╭─ INFORMATION
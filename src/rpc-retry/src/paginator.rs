// Copyright 2025 Google LLC
//
// Licensed under the Apache License, Version 2.0 (the "License");
// you may not use this file except in compliance with the License.
// You may obtain a copy of the License at
//
//     https://www.apache.org/licenses/LICENSE-2.0
//
// Unless required by applicable law or agreed to in writing, software
// distributed under the License is distributed on an "AS IS" BASIS,
// WITHOUT WARRANTIES OR CONDITIONS OF ANY KIND, either express or implied.
// See the License for the specific language governing permissions and
// limitations under the License.

use futures::stream::unfold;
use futures::{Stream, StreamExt};
use pin_project::pin_project;
use std::future::Future;
use std::pin::Pin;

/// Describes a list request that can be sent for any page.
pub trait PageableRequest: Clone {
    /// The token of the page to fetch. An empty token requests the first page.
    fn page_token(&self) -> String;

    /// Sets the token of the page to fetch.
    fn set_page_token(&mut self, token: String);
}

/// Describes a type that can be iterated over asyncly when used with [Paginator].
pub trait PageableResponse {
    type PageItem;

    /// The token for the next page. An empty token means there are no more
    /// pages.
    fn next_page_token(&self) -> String;

    /// Consumes the page, returning the items in order.
    fn into_items(self) -> Vec<Self::PageItem>;
}

/// An adapter that converts list RPCs as defined by [AIP-4233](https://google.aip.dev/client-libraries/4233)
/// into a [futures::Stream] that can be iterated over in an async fashion.
///
/// The stream yields each page in order, and stops after the first page with
/// an empty next page token, or after the first error.
#[pin_project]
pub struct Paginator<T, E> {
    #[pin]
    stream: Pin<Box<dyn Stream<Item = Result<T, E>> + Send>>,
}

impl<T, E> Paginator<T, E>
where
    T: PageableResponse + Send + 'static,
    E: Send + 'static,
{
    /// Creates a new [Paginator] given the initial page token and a function
    /// to fetch the next [PageableResponse].
    ///
    /// # Example
    /// ```
    /// # use cloud_rpc_retry::paginator::{Paginator, PageableResponse};
    /// struct Page { items: Vec<String>, next: String }
    /// impl PageableResponse for Page {
    ///     type PageItem = String;
    ///     fn next_page_token(&self) -> String { self.next.clone() }
    ///     fn into_items(self) -> Vec<String> { self.items }
    /// }
    /// # tokio_test::block_on(async {
    /// let mut paginator = Paginator::new(String::new(), |token: String| async move {
    ///     let next = if token.is_empty() { "page-2" } else { "" };
    ///     let items = vec![format!("item from {token:?}")];
///     Ok::<_, std::io::Error>(Page { items, next: next.into() })
    /// });
    /// let mut count = 0;
    /// while let Some(page) = paginator.next().await {
    ///     let _ = page?;
    ///     count += 1;
    /// }
    /// assert_eq!(count, 2);
    /// # Ok::<(), std::io::Error>(()) });
    /// ```
    pub fn new<F, X>(seed_token: String, execute: X) -> Self
    where
        X: Fn(String) -> F + Send + 'static,
        F: Future<Output = Result<T, E>> + Send + 'static,
    {
        Self::with_state(seed_token, (), move |(), token| {
            let page = execute(token);
            async move { ((), page.await) }
        })
    }

    /// Creates a new [Paginator] threading `state` through each page fetch.
    ///
    /// Each call to `execute` receives the state and the page token, and
    /// returns the state for the next call along with the page. Use this to
    /// share mutable data, such as a retry budget, across all the pages of a
    /// list operation.
    pub fn with_state<S, F, X>(seed_token: String, state: S, execute: X) -> Self
    where
        S: Send + 'static,
        X: Fn(S, String) -> F + Send + 'static,
        F: Future<Output = (S, Result<T, E>)> + Send + 'static,
    {
        let stream = unfold(Some((seed_token, state, execute)), |current| async move {
            let Some((token, state, execute)) = current else {
                return None;
            };
            let (state, page) = execute(state, token).await;
            match page {
                Ok(page) => {
                    let token = page.next_page_token();
                    let next = if token.is_empty() {
                        None
                    } else {
                        Some((token, state, execute))
                    };
                    Some((Ok(page), next))
                }
                Err(e) => Some((Err(e), None)),
            }
        });
        Self {
            stream: Box::pin(stream),
        }
    }

    /// Returns the next mutation of the wrapped stream.
    pub fn next(&mut self) -> futures::stream::Next<'_, Self> {
        StreamExt::next(self)
    }

    /// Converts the stream of pages into a stream of items.
    pub fn items(self) -> ItemPaginator<T::PageItem, E>
    where
        T::PageItem: Send + 'static,
    {
        let stream = self
            .stream
            .map(|page| match page {
                Ok(page) => page.into_items().into_iter().map(Ok).collect::<Vec<_>>(),
                Err(e) => vec![Err(e)],
            })
            .flat_map(futures::stream::iter);
        ItemPaginator {
            stream: Box::pin(stream),
        }
    }
}

impl<T, E> Stream for Paginator<T, E> {
    type Item = Result<T, E>;

    fn poll_next(
        self: Pin<&mut Self>,
        cx: &mut std::task::Context<'_>,
    ) -> std::task::Poll<Option<Self::Item>> {
        self.project().stream.poll_next(cx)
    }
}

/// A stream over the items of all the pages in a list operation.
///
/// Items are returned in the order they appear in each page, and pages in the
/// order they were fetched.
#[pin_project]
pub struct ItemPaginator<I, E> {
    #[pin]
    stream: Pin<Box<dyn Stream<Item = Result<I, E>> + Send>>,
}

impl<I, E> ItemPaginator<I, E> {
    /// Returns the next mutation of the wrapped stream.
    pub fn next(&mut self) -> futures::stream::Next<'_, Self> {
        StreamExt::next(self)
    }
}

impl<I, E> Stream for ItemPaginator<I, E> {
    type Item = Result<I, E>;

    fn poll_next(
        self: Pin<&mut Self>,
        cx: &mut std::task::Context<'_>,
    ) -> std::task::Poll<Option<Self::Item>> {
        self.project().stream.poll_next(cx)
    }
}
╰─
▸ WHAT THE TASK ASKS: Using the entries above, quote each line verbatim from the first through the line that contains "distributed under the".

▸ ANSWER TO THIS TASK:
filename src/rpc-retry/src/paginator.rs
// Copyright 2025 Google LLC
//
// Licensed under the Apache License, Version 2.0 (the "License");
// you may not use this file except in compliance with the License.
// You may obtain a copy of the License at
//
//     https://www.apache.org/licenses/LICENSE-2.0
//
// Unless required by applicable law or agreed to in writing, software
// distributed under the License is distributed on an "AS IS" BASIS,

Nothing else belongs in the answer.